Exercise goal
Where does the word "Ferreteria" appear in the data? Copy every line that holds it.

Extracted records

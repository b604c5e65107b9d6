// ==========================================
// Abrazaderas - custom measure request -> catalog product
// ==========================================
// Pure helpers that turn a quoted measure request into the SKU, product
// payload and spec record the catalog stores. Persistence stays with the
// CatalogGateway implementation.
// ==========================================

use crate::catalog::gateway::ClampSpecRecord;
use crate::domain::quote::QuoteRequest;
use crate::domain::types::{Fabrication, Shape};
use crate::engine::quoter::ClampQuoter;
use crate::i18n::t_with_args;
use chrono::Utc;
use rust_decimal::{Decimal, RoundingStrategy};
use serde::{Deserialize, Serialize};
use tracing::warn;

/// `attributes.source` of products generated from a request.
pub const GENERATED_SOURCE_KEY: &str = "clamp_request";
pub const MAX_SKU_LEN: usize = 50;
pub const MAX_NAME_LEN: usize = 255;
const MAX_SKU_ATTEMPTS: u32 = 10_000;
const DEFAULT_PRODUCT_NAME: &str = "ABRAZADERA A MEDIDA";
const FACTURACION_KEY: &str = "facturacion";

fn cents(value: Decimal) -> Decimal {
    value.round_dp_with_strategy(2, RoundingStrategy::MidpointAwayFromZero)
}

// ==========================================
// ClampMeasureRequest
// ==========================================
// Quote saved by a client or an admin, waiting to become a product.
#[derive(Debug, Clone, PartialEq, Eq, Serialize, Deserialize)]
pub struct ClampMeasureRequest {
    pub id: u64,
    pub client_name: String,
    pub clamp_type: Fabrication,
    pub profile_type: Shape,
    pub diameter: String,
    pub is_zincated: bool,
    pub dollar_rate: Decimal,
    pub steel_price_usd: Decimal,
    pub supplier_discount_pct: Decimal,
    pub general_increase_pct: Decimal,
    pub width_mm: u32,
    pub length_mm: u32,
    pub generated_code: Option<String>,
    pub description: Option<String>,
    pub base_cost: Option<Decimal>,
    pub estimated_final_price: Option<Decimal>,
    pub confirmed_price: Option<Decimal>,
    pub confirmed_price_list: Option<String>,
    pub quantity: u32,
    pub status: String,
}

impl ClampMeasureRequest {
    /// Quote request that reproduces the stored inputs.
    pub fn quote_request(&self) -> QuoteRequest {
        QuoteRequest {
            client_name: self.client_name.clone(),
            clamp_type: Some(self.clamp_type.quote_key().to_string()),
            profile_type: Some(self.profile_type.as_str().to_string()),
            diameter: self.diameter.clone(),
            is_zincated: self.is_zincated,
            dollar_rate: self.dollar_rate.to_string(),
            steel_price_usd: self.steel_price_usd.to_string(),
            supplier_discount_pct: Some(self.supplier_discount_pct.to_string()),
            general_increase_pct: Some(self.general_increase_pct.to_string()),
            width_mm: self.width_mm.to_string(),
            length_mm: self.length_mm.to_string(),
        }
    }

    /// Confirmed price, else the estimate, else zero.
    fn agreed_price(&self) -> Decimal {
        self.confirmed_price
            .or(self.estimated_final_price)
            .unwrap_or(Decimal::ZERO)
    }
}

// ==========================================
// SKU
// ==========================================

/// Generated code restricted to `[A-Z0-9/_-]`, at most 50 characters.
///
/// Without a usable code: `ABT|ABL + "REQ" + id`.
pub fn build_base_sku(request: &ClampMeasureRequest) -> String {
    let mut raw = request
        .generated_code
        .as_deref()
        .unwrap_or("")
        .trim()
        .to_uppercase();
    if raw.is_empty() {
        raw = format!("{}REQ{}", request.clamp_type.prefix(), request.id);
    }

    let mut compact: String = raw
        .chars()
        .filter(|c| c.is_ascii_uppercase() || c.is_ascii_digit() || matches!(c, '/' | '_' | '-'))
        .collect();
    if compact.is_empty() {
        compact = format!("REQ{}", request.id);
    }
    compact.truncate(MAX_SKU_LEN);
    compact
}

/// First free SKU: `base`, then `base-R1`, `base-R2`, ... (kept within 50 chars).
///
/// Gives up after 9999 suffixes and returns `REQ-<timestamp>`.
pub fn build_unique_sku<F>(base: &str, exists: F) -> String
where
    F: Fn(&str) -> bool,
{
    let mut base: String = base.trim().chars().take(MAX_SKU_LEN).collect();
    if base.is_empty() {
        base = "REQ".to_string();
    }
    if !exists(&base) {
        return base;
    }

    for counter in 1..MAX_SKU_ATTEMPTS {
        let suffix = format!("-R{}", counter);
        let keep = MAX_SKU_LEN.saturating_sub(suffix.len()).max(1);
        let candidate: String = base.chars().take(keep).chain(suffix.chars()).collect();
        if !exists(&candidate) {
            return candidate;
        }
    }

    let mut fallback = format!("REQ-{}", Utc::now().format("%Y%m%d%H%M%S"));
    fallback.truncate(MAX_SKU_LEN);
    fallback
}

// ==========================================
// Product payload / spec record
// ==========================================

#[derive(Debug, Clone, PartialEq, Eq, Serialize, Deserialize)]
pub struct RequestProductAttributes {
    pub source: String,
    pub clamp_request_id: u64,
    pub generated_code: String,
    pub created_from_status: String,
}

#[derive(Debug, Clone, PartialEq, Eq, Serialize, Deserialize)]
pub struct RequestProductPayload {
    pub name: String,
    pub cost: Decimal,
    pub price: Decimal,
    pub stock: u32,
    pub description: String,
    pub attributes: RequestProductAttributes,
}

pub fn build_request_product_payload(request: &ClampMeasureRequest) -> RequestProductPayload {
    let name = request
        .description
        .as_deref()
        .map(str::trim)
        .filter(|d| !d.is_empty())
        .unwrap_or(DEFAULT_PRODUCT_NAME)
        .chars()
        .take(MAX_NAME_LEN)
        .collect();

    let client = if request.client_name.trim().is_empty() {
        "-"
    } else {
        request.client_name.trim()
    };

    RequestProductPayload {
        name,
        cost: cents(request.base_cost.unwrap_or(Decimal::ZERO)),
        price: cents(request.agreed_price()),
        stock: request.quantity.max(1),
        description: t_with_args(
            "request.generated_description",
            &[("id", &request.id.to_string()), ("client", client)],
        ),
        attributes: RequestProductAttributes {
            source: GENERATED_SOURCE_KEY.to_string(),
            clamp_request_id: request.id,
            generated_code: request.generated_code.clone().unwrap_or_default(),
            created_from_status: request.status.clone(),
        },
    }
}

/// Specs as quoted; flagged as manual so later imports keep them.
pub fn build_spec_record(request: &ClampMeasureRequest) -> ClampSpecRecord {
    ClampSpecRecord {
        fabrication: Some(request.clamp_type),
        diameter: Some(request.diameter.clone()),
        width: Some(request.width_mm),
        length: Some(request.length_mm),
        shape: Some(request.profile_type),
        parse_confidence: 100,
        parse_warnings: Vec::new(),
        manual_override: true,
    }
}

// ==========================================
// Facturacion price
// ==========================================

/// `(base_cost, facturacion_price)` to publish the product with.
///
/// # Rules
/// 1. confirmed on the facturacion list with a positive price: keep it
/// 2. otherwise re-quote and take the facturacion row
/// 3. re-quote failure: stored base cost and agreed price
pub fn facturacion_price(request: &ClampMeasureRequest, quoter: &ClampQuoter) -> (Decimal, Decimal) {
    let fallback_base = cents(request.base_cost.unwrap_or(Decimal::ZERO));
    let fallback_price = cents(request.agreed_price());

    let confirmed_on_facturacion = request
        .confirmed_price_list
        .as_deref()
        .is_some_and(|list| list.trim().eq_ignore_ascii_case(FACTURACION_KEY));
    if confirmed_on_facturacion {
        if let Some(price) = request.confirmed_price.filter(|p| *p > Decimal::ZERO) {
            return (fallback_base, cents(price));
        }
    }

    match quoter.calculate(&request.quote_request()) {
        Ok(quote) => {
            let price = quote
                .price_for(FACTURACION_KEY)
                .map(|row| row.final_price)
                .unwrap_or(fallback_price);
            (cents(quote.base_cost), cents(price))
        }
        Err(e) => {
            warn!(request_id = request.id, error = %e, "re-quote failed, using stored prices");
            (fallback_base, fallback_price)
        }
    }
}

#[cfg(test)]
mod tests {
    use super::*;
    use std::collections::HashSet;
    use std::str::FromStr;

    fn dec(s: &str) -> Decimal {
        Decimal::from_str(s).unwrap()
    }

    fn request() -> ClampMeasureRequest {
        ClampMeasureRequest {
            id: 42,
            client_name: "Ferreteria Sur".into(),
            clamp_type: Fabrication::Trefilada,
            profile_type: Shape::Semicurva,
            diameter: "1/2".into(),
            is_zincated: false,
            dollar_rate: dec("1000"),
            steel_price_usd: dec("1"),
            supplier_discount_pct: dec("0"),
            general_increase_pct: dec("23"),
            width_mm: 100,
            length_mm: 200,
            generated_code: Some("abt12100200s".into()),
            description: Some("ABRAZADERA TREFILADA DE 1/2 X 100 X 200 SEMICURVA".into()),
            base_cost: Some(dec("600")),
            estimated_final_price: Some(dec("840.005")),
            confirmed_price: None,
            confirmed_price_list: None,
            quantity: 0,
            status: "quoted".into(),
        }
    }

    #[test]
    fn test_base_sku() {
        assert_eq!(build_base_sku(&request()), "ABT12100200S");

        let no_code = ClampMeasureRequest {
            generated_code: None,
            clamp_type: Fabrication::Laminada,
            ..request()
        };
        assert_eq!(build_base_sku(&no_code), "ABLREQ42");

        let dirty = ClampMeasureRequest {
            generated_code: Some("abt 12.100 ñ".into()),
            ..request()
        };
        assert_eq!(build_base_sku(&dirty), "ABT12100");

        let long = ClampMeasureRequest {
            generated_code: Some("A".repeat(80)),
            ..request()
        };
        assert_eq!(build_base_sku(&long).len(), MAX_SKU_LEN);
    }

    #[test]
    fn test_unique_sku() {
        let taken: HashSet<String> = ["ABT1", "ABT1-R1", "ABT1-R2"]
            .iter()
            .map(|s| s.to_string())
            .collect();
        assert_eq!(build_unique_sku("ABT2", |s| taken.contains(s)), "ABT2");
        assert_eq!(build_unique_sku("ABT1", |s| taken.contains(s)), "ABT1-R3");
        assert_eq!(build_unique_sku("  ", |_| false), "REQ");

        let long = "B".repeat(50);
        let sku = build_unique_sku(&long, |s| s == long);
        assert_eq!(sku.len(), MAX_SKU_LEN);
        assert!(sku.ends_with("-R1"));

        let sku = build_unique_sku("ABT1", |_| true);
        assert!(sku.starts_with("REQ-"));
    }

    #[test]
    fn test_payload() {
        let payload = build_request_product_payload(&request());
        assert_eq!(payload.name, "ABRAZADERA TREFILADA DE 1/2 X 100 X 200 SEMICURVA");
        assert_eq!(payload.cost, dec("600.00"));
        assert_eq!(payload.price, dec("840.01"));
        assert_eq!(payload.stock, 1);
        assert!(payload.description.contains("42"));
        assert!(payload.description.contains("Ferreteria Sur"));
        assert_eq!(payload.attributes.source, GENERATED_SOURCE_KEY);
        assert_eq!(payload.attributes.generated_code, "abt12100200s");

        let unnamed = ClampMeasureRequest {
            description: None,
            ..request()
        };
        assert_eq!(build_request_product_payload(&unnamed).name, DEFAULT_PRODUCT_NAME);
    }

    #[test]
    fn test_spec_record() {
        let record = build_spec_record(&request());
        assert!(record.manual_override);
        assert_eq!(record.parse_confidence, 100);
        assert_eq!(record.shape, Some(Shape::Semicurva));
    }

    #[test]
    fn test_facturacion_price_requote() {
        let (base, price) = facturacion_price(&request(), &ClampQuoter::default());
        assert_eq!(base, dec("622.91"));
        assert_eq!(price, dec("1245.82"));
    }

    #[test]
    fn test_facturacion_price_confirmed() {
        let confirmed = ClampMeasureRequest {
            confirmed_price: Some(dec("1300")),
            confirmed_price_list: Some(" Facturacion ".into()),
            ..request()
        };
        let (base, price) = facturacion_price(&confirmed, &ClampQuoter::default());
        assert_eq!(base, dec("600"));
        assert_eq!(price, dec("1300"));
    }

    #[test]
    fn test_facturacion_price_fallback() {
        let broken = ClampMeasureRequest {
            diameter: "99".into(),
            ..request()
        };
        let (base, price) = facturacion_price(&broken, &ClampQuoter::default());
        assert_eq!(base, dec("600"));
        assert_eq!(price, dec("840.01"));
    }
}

Exercise answer
            client_name: "Ferreteria Sur".into(),
        assert!(payload.description.contains("Ferreteria Sur"));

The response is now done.